Scan the data below for lines containing the string "Some" and give only how many there are.

· · · ·

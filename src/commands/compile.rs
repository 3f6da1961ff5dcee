use crate::config::{load_config, ProfileRegistry};
use crate::core::SampleSet;
use crate::io::{self, Clock, OutputFormat, SystemClock};
use crate::report::{
    compile, AssetRecord, CampaignRecord, CompileInputs, FormConfiguration, ReportType,
};
use anyhow::{Context, Result};
use serde::de::DeserializeOwned;
use serde_json::Value;
use std::fs;
use std::path::{Path, PathBuf};

pub struct CompileConfig {
    pub report: ReportType,
    pub samples: PathBuf,
    pub campaign: Option<PathBuf>,
    pub asset: Option<PathBuf>,
    pub configuration: Option<PathBuf>,
    pub periodicity: Option<String>,
    pub format: OutputFormat,
    pub output: Option<PathBuf>,
    pub profile: Option<PathBuf>,
    pub config: Option<PathBuf>,
}

pub fn compile_report(config: CompileConfig) -> Result<()> {
    let app = load_config(config.config.as_deref());
    let profiles = load_profiles(config.report, config.profile.as_deref())?;
    let profile = profiles.get(config.report)?;

    let (rows, embedded_campaign) = read_samples(&config.samples)?;
    let campaign = match &config.campaign {
        Some(path) => Some(read_json::<CampaignRecord>(path)?),
        None => embedded_campaign,
    };
    let asset = config
        .asset
        .as_deref()
        .map(read_json::<AssetRecord>)
        .transpose()?;
    let configuration = config
        .configuration
        .as_deref()
        .map(read_json::<FormConfiguration>)
        .transpose()?;

    let samples = SampleSet::from_json_rows(&rows, &profile.columns, &app.labels.unavailable)?;
    let generated_at = SystemClock.now().with_timezone(&app.report.offset()?);

    let context = compile(&CompileInputs {
        profile,
        samples: &samples,
        labels: &app.labels,
        settings: &app.report,
        generated_at,
        asset: asset.as_ref(),
        configuration: configuration.as_ref(),
        campaign: campaign.as_ref(),
        periodicity: config.periodicity.as_deref(),
    })?;

    match config.output {
        Some(path) => {
            let mut buffer = Vec::new();
            io::create_writer(config.format, &mut buffer).write_context(&context)?;
            let text = String::from_utf8(buffer).context("Report output is not valid UTF-8")?;
            io::write_file(&path, &text)?;
            eprintln!("Wrote {} context to {}", config.report, path.display());
        }
        None => {
            let stdout = std::io::stdout();
            io::create_writer(config.format, stdout.lock()).write_context(&context)?;
        }
    }
    Ok(())
}

/// Built-in profiles, with the given report's profile replaced from disk.
pub fn load_profiles(report: ReportType, profile: Option<&Path>) -> Result<ProfileRegistry> {
    let mut profiles = ProfileRegistry::builtin()?;
    if let Some(path) = profile {
        let overridden = profiles.load_override(path)?;
        if overridden != report {
            anyhow::bail!(
                "Profile {} is for report type {}, not {}",
                path.display(),
                overridden,
                report
            );
        }
    }
    Ok(profiles)
}

/// A samples file is either a bare array of rows or a whole campaign
/// record, whose metadata is then used too.
fn read_samples(path: &Path) -> Result<(Vec<Value>, Option<CampaignRecord>)> {
    match read_json::<Value>(path)? {
        Value::Array(rows) => Ok((rows, None)),
        value @ Value::Object(_) => {
            let campaign: CampaignRecord = serde_json::from_value(value)
                .with_context(|| format!("{} is not a campaign record", path.display()))?;
            Ok((campaign.results.clone(), Some(campaign)))
        }
        _ => anyhow::bail!(
            "{} must hold an array of sample rows or a campaign record",
            path.display()
        ),
    }
}

fn read_json<T: DeserializeOwned>(path: &Path) -> Result<T> {
    let contents =
        fs::read_to_string(path).with_context(|| format!("Failed to read {}", path.display()))?;
    serde_json::from_str(&contents).with_context(|| format!("Failed to parse {}", path.display()))
}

· · · ·

**Result of the task**:
4